Hi everybody,
it’s been a long time since there was a challenge to evaluate our chatbots, so I have decided to organize an online Turing test like it was suggested in this thread : https://www.chatbots.org/ai_zone/viewthread/3704/
I don’t want to replace the official Challenges and I wish the Loebner Prize to take place this year. I just want to organize a fun and unpretentious alternative.
I will organize this challenge more or less with the protocol I proposed (see message #2 of the above-mentioned thread) : Each user (botmasters or everybody that want) will chat with either another user or a chatbot. He will have to decide, as quickly as possible, if he chats with an human or with a chatbot.
Like it is an automatic process, this new challenge can be launch regularly. To begin, I propose the first sunday of months 3, 6, 9 and 12 (march, june, september and december). So the first challenge would be the 7 march 2021. It is a little short, but the first challenge will surely serve as test and debugging. And depending of participation, your wishes, this can change.

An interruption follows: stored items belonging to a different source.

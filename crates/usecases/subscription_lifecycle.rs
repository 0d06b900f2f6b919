use std::sync::Arc;

use chrono::{DateTime, Utc};
use http::StatusCode;
use thiserror::Error;
use tracing::{debug, error, info, warn};
use uuid::Uuid;

use crate::{
    domain::{
        clock::Clock,
        entities::{
            plans::PlanEntity,
            subscriptions::{SubscriptionChangeset, SubscriptionEntity},
        },
        repositories::{plans::PlanRepository, subscriptions::SubscriptionRepository},
        value_objects::{
            enums::subscription_statuses::SubscriptionStatus,
            events::DomainEvent,
            subscriptions::{ExpirationAnchors, GatewaySnapshot},
        },
    },
    usecases::event_bus::EventPublisher,
};

/// Derives when a subscription stops granting access.
///
/// Precedence: a trial end (for plans with a trial) beats the gateway's next
/// billing date, which beats the start date. Returns `None` when none of the
/// applicable anchors is set or the plan's duration type is unknown.
pub fn calculate_expiration(
    plan: &PlanEntity,
    anchors: &ExpirationAnchors,
) -> Option<DateTime<Utc>> {
    if plan.has_trial() {
        if let Some(trial_end_at) = anchors.trial_end_at {
            if plan.is_pure_trial() {
                return Some(trial_end_at);
            }
            return trial_end_at.checked_add_signed(plan.billing_period()?);
        }
    }

    if let Some(next_billing_at) = anchors.next_billing_at {
        return Some(next_billing_at);
    }

    let started_at = anchors.started_at?;
    started_at.checked_add_signed(plan.billing_period()?)
}

#[derive(Debug, Error)]
pub enum LifecycleError {
    #[error("subscription {0} not found")]
    SubscriptionNotFound(Uuid),
    #[error("plan {0} not found")]
    PlanNotFound(Uuid),
    #[error("subscription {subscription_id} has no anchor date to derive an expiration from")]
    MissingAnchorDate { subscription_id: Uuid },
    #[error("subscription {subscription_id} has unknown status {status:?}")]
    UnknownStatus {
        subscription_id: Uuid,
        status: String,
    },
    #[error("invalid status transition from {from} to {to}")]
    InvalidTransition {
        from: SubscriptionStatus,
        to: SubscriptionStatus,
    },
    #[error("subscription {subscription_id} changed status concurrently")]
    StaleStatus { subscription_id: Uuid },
    #[error(transparent)]
    Internal(#[from] anyhow::Error),
}

impl LifecycleError {
    pub fn status_code(&self) -> StatusCode {
        match self {
            LifecycleError::SubscriptionNotFound(_) | LifecycleError::PlanNotFound(_) => {
                StatusCode::NOT_FOUND
            }
            LifecycleError::MissingAnchorDate { .. } | LifecycleError::UnknownStatus { .. } => {
                StatusCode::UNPROCESSABLE_ENTITY
            }
            LifecycleError::InvalidTransition { .. } | LifecycleError::StaleStatus { .. } => {
                StatusCode::CONFLICT
            }
            LifecycleError::Internal(_) => StatusCode::INTERNAL_SERVER_ERROR,
        }
    }
}

pub type LifecycleResult<T> = std::result::Result<T, LifecycleError>;

#[derive(Debug, Clone, Copy, PartialEq, Eq)]
pub enum StampOutcome {
    Stamped(DateTime<Utc>),
    Unchanged(DateTime<Utc>),
}

pub struct SubscriptionLifecycleUseCase {
    subscription_repo: Arc<dyn SubscriptionRepository + Send + Sync>,
    plan_repo: Arc<dyn PlanRepository + Send + Sync>,
    publisher: Arc<dyn EventPublisher + Send + Sync>,
    clock: Arc<dyn Clock>,
}

impl SubscriptionLifecycleUseCase {
    pub fn new(
        subscription_repo: Arc<dyn SubscriptionRepository + Send + Sync>,
        plan_repo: Arc<dyn PlanRepository + Send + Sync>,
        publisher: Arc<dyn EventPublisher + Send + Sync>,
        clock: Arc<dyn Clock>,
    ) -> Self {
        Self {
            subscription_repo,
            plan_repo,
            publisher,
            clock,
        }
    }

    pub async fn load_plan(&self, plan_id: Uuid) -> LifecycleResult<PlanEntity> {
        self.plan_repo
            .find_by_id(plan_id)
            .await
            .map_err(|err| {
                error!(%plan_id, db_error = ?err, "lifecycle: failed to load plan");
                LifecycleError::Internal(err)
            })?
            .ok_or(LifecycleError::PlanNotFound(plan_id))
    }

    /// Writes the derived expiration when it differs from what is stored.
    /// Re-running with unchanged anchors performs no write.
    pub async fn stamp_expiration(
        &self,
        subscription: &SubscriptionEntity,
        plan: &PlanEntity,
    ) -> LifecycleResult<StampOutcome> {
        let expiration_at = calculate_expiration(plan, &subscription.anchors()).ok_or(
            LifecycleError::MissingAnchorDate {
                subscription_id: subscription.id,
            },
        )?;

        if subscription.expiration_at == Some(expiration_at) {
            return Ok(StampOutcome::Unchanged(expiration_at));
        }

        self.subscription_repo
            .update_expiration(subscription.id, expiration_at, self.clock.now())
            .await
            .map_err(|err| {
                error!(
                    subscription_id = %subscription.id,
                    db_error = ?err,
                    "lifecycle: failed to stamp expiration"
                );
                LifecycleError::Internal(err)
            })?;

        debug!(
            subscription_id = %subscription.id,
            %expiration_at,
            "lifecycle: expiration stamped"
        );

        Ok(StampOutcome::Stamped(expiration_at))
    }

    /// Moves a subscription to `target`, folding in the gateway's anchors and
    /// re-deriving `expiration_at`. Publishes the matching domain event when
    /// the status actually changes.
    pub async fn transition(
        &self,
        subscription_id: Uuid,
        target: SubscriptionStatus,
        snapshot: GatewaySnapshot,
    ) -> LifecycleResult<SubscriptionEntity> {
        let subscription = self
            .subscription_repo
            .find_by_id(subscription_id)
            .await
            .map_err(|err| {
                error!(
                    %subscription_id,
                    db_error = ?err,
                    "lifecycle: failed to load subscription"
                );
                LifecycleError::Internal(err)
            })?
            .ok_or(LifecycleError::SubscriptionNotFound(subscription_id))?;

        let current = subscription
            .status()
            .ok_or_else(|| LifecycleError::UnknownStatus {
                subscription_id,
                status: subscription.status.clone(),
            })?;

        if !current.can_transition_to(target) {
            let err = LifecycleError::InvalidTransition {
                from: current,
                to: target,
            };
            warn!(
                %subscription_id,
                from = %current,
                to = %target,
                status = err.status_code().as_u16(),
                "lifecycle: rejected status transition"
            );
            return Err(err);
        }

        let plan = self.load_plan(subscription.plan_id).await?;
        let now = self.clock.now();
        let changes = self.build_changes(&subscription, &plan, current, target, snapshot, now);

        let updated = self
            .subscription_repo
            .apply_changes(subscription_id, current, changes)
            .await
            .map_err(|err| {
                error!(
                    %subscription_id,
                    db_error = ?err,
                    "lifecycle: failed to apply transition"
                );
                LifecycleError::Internal(err)
            })?
            .ok_or_else(|| {
                warn!(
                    %subscription_id,
                    expected = %current,
                    "lifecycle: status changed underneath transition"
                );
                LifecycleError::StaleStatus { subscription_id }
            })?;

        info!(
            %subscription_id,
            user_id = %updated.user_id,
            from = %current,
            to = %target,
            expiration_at = ?updated.expiration_at,
            "lifecycle: subscription transitioned"
        );

        if current != target {
            if let Some(event) = transition_event(&updated, target, &plan) {
                if let Err(err) = self.publisher.publish(event).await {
                    error!(
                        %subscription_id,
                        error = ?err,
                        "lifecycle: failed to publish transition event"
                    );
                }
            }
        }

        Ok(updated)
    }

    fn build_changes(
        &self,
        subscription: &SubscriptionEntity,
        plan: &PlanEntity,
        current: SubscriptionStatus,
        target: SubscriptionStatus,
        snapshot: GatewaySnapshot,
        now: DateTime<Utc>,
    ) -> SubscriptionChangeset {
        let started_at = match (subscription.started_at, target) {
            (None, SubscriptionStatus::Trialing | SubscriptionStatus::Active) => Some(now),
            (started_at, _) => started_at,
        };

        let anchors = ExpirationAnchors {
            started_at,
            trial_end_at: snapshot.trial_end_at.or(subscription.trial_end_at),
            next_billing_at: snapshot.next_billing_at.or(subscription.next_billing_at),
        };

        // Terminal transitions keep the last derived expiration as history.
        let expiration_at = if target.is_terminal() {
            None
        } else {
            let derived = calculate_expiration(plan, &anchors);
            if derived.is_none() {
                let err = LifecycleError::MissingAnchorDate {
                    subscription_id: subscription.id,
                };
                warn!(
                    subscription_id = %subscription.id,
                    error = %err,
                    "lifecycle: keeping previous expiration"
                );
            }
            derived
        };

        let canceled_at = (target == SubscriptionStatus::Canceled
            && current != SubscriptionStatus::Canceled)
            .then_some(now);

        SubscriptionChangeset {
            status: Some(target.to_string()),
            trial_end_at: anchors.trial_end_at,
            next_billing_at: anchors.next_billing_at,
            expiration_at,
            started_at,
            canceled_at,
            updated_at: now,
        }
    }
}

fn transition_event(
    subscription: &SubscriptionEntity,
    target: SubscriptionStatus,
    plan: &PlanEntity,
) -> Option<DomainEvent> {
    let subscription_id = subscription.id;
    let user_id = subscription.user_id;
    let plan_name = Some(plan.name.clone());

    match target {
        SubscriptionStatus::Trialing | SubscriptionStatus::Active => {
            Some(DomainEvent::SubscriptionActivated {
                subscription_id,
                user_id,
                plan_name,
            })
        }
        SubscriptionStatus::PastDue => Some(DomainEvent::SubscriptionPastDue {
            subscription_id,
            user_id,
            plan_name,
        }),
        SubscriptionStatus::Canceled => Some(DomainEvent::SubscriptionCanceled {
            subscription_id,
            user_id,
            plan_name,
        }),
        SubscriptionStatus::Expired => Some(DomainEvent::SubscriptionExpired {
            subscription_id,
            user_id,
            plan_name,
        }),
        SubscriptionStatus::Pending => None,
    }
}
use anyhow::{Context, Result};
use async_trait::async_trait;
use chrono::{DateTime, Duration, Utc};
use diesel::{
    prelude::*,
    sql_query,
    sql_types::{Text, Timestamptz},
};
use std::sync::Arc;

use crate::{
    domain::{entities::job_leases::JobLeaseEntity, repositories::job_leases::JobLeaseRepository},
    infra::db::postgres::{postgres_connection::PgPoolSquad, schema::job_leases},
};

pub struct JobLeasePostgres {
    db_pool: Arc<PgPoolSquad>,
}

impl JobLeasePostgres {
    pub fn new(db_pool: Arc<PgPoolSquad>) -> Self {
        Self { db_pool }
    }
}

#[async_trait]
impl JobLeaseRepository for JobLeasePostgres {
    async fn try_acquire(
        &self,
        name: &str,
        holder: &str,
        now: DateTime<Utc>,
        ttl: Duration,
    ) -> Result<bool> {
        let expires_at = now
            .checked_add_signed(ttl)
            .with_context(|| format!("lease ttl {ttl} overflows from {now}"))?;
        let mut conn = Arc::clone(&self.db_pool).get()?;

        // Conditional upsert: the row is only taken over once the previous
        // lease has lapsed or when the same holder renews it. No row back
        // means someone else still holds it.
        let acquired = sql_query(
            "INSERT INTO job_leases (name, holder, acquired_at, expires_at) \
             VALUES ($1, $2, $3, $4) \
             ON CONFLICT (name) DO UPDATE \
             SET holder = EXCLUDED.holder, \
                 acquired_at = EXCLUDED.acquired_at, \
                 expires_at = EXCLUDED.expires_at \
             WHERE job_leases.expires_at <= EXCLUDED.acquired_at \
                OR job_leases.holder = EXCLUDED.holder \
             RETURNING name, holder, acquired_at, expires_at",
        )
        .bind::<Text, _>(name)
        .bind::<Text, _>(holder)
        .bind::<Timestamptz, _>(now)
        .bind::<Timestamptz, _>(expires_at)
        .get_results::<JobLeaseEntity>(&mut conn)?;

        Ok(acquired.iter().any(|lease| lease.holder == holder))
    }

    async fn release(&self, name: &str, holder: &str) -> Result<()> {
        let mut conn = Arc::clone(&self.db_pool).get()?;

        diesel::delete(job_leases::table)
            .filter(job_leases::name.eq(name))
            .filter(job_leases::holder.eq(holder))
            .execute(&mut conn)?;

        Ok(())
    }
}
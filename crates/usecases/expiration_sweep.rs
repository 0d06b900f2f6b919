use std::sync::Arc;

use chrono::{DateTime, Duration, Utc};
use http::StatusCode;
use thiserror::Error;
use tracing::{error, info, warn};
use uuid::Uuid;

use crate::{
    domain::{
        clock::Clock,
        repositories::{job_leases::JobLeaseRepository, subscriptions::SubscriptionRepository},
        value_objects::{events::DomainEvent, subscriptions::ExpirationCursor},
    },
    usecases::event_bus::EventPublisher,
};

pub const EXPIRATION_SWEEP_LEASE: &str = "subscription_expiration_sweep";

const REPORTED_ID_LIMIT: usize = 20;

#[derive(Debug, Clone, Copy)]
pub struct ExpirationSweepParams {
    pub batch_size: i64,
    pub lease_ttl: Duration,
}

impl Default for ExpirationSweepParams {
    fn default() -> Self {
        Self {
            batch_size: 100,
            lease_ttl: Duration::minutes(5),
        }
    }
}

#[derive(Debug, Clone, Default, PartialEq, Eq)]
pub struct SweepReport {
    pub batches: usize,
    pub scanned: usize,
    pub expired: usize,
    pub failed_batches: usize,
    pub events_published: usize,
    pub expired_ids: Vec<Uuid>,
    /// The lease could not be renewed between batches and the run stopped early.
    pub lease_lost: bool,
}

#[derive(Debug, Clone, PartialEq, Eq)]
pub enum SweepOutcome {
    Completed(SweepReport),
    /// Another holder owns the lease.
    Skipped,
}

#[derive(Debug, Error)]
pub enum SweepError {
    #[error("sweep batch {batch} failed")]
    BatchFailure {
        batch: usize,
        #[source]
        source: anyhow::Error,
    },
    #[error("failed to acquire sweep lease")]
    Lease(#[source] anyhow::Error),
}

impl SweepError {
    pub fn status_code(&self) -> StatusCode {
        match self {
            SweepError::BatchFailure { .. } => StatusCode::INTERNAL_SERVER_ERROR,
            SweepError::Lease(_) => StatusCode::SERVICE_UNAVAILABLE,
        }
    }
}

pub struct ExpirationSweepUseCase {
    subscription_repo: Arc<dyn SubscriptionRepository + Send + Sync>,
    lease_repo: Arc<dyn JobLeaseRepository + Send + Sync>,
    publisher: Arc<dyn EventPublisher + Send + Sync>,
    clock: Arc<dyn Clock>,
}

impl ExpirationSweepUseCase {
    pub fn new(
        subscription_repo: Arc<dyn SubscriptionRepository + Send + Sync>,
        lease_repo: Arc<dyn JobLeaseRepository + Send + Sync>,
        publisher: Arc<dyn EventPublisher + Send + Sync>,
        clock: Arc<dyn Clock>,
    ) -> Self {
        Self {
            subscription_repo,
            lease_repo,
            publisher,
            clock,
        }
    }

    /// Flips every expirable subscription whose `expiration_at` has passed to
    /// `expired`. `now` is read once, so rows expiring mid-run wait for the
    /// next run.
    pub async fn run(&self, params: ExpirationSweepParams) -> Result<SweepOutcome, SweepError> {
        let now = self.clock.now();
        let holder = Uuid::new_v4().to_string();

        let acquired = self
            .lease_repo
            .try_acquire(EXPIRATION_SWEEP_LEASE, &holder, now, params.lease_ttl)
            .await
            .map_err(|err| {
                error!(db_error = ?err, "expiration_sweep: failed to acquire lease");
                SweepError::Lease(err)
            })?;

        if !acquired {
            info!("expiration_sweep: lease held elsewhere; skipping run");
            return Ok(SweepOutcome::Skipped);
        }

        let report = self.sweep(now, &holder, params).await;

        if let Err(err) = self
            .lease_repo
            .release(EXPIRATION_SWEEP_LEASE, &holder)
            .await
        {
            warn!(
                db_error = ?err,
                "expiration_sweep: failed to release lease; it lapses after its ttl"
            );
        }

        info!(
            batches = report.batches,
            scanned = report.scanned,
            expired = report.expired,
            failed_batches = report.failed_batches,
            events_published = report.events_published,
            lease_lost = report.lease_lost,
            "expiration_sweep: completed"
        );

        Ok(SweepOutcome::Completed(report))
    }

    async fn sweep(
        &self,
        now: DateTime<Utc>,
        holder: &str,
        params: ExpirationSweepParams,
    ) -> SweepReport {
        let batch_size = params.batch_size.max(1);
        let mut report = SweepReport::default();
        let mut cursor: Option<ExpirationCursor> = None;

        loop {
            let batch_no = report.batches + 1;
            if batch_no > 1 && !self.renew_lease(holder, params.lease_ttl).await {
                report.lease_lost = true;
                break;
            }

            let batch = match self
                .subscription_repo
                .list_expirable_batch(now, cursor, batch_size)
                .await
            {
                Ok(batch) => batch,
                Err(source) => {
                    // Without the page there is no cursor to move past it.
                    let err = SweepError::BatchFailure {
                        batch: batch_no,
                        source,
                    };
                    error!(error = %err, cause = ?err, "expiration_sweep: failed to list batch; stopping");
                    report.failed_batches += 1;
                    break;
                }
            };

            if batch.is_empty() {
                break;
            }
            report.batches = batch_no;
            report.scanned += batch.len();

            let next_cursor = batch.last().and_then(|last| {
                last.expiration_at.map(|expiration_at| ExpirationCursor {
                    expiration_at,
                    id: last.id,
                })
            });

            let ids: Vec<Uuid> = batch.iter().map(|subscription| subscription.id).collect();
            match self.subscription_repo.mark_expired(&ids, now).await {
                Ok(updated_ids) => {
                    report.expired += updated_ids.len();
                    for subscription in batch.iter().filter(|s| updated_ids.contains(&s.id)) {
                        if report.expired_ids.len() < REPORTED_ID_LIMIT {
                            report.expired_ids.push(subscription.id);
                        }

                        let event = DomainEvent::SubscriptionExpired {
                            subscription_id: subscription.id,
                            user_id: subscription.user_id,
                            plan_name: None,
                        };
                        match self.publisher.publish(event).await {
                            Ok(()) => report.events_published += 1,
                            Err(err) => error!(
                                subscription_id = %subscription.id,
                                error = ?err,
                                "expiration_sweep: failed to publish expired event"
                            ),
                        }
                    }
                }
                Err(source) => {
                    let err = SweepError::BatchFailure {
                        batch: batch_no,
                        source,
                    };
                    error!(
                        error = %err,
                        cause = ?err,
                        first_id = %ids[0],
                        size = ids.len(),
                        "expiration_sweep: failed to expire batch; continuing"
                    );
                    report.failed_batches += 1;
                }
            }

            if (batch.len() as i64) < batch_size || next_cursor.is_none() {
                break;
            }
            cursor = next_cursor;
        }

        report
    }

    /// Extends the lease from the live clock rather than the run's `now`.
    async fn renew_lease(&self, holder: &str, lease_ttl: Duration) -> bool {
        match self
            .lease_repo
            .try_acquire(EXPIRATION_SWEEP_LEASE, holder, self.clock.now(), lease_ttl)
            .await
        {
            Ok(true) => true,
            Ok(false) => {
                warn!("expiration_sweep: lease taken over by another holder; stopping");
                false
            }
            Err(err) => {
                warn!(db_error = ?err, "expiration_sweep: failed to renew lease; stopping");
                false
            }
        }
    }
}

There will be a possible round every half an hour, during 25 minutes, and this on 24 hours from 00:00 to 24:00 GMT. Of course, if there is no human to talk with, some rounds will not occurs. So there will likely not have 48 rounds per bot. I would like 3 or 4 rounds per bot, to stay Loebner Prize compliant.
The communication protocol will be the same than the Loebner Prize 2017 and 2018 (https://github.com/jhudsy/LoebnerPrizeProtocol and discussions about it : https://www.chatbots.org/ai_zone/viewthread/2861/ ). The only thing I changed is the version of socket.io which was too old (1.4.5), so I updated it to the latest version (3.1.0). Unfortunately, they are not compatible, but there are really very few changes to adapt the programs to this version. I know that it is not the best protocol and some of you will disagree this choice, but it was the only way to communicate over internet without have to set a new protocol. All in all, in 2017 and 2018 everyone successfully implemented this protocol.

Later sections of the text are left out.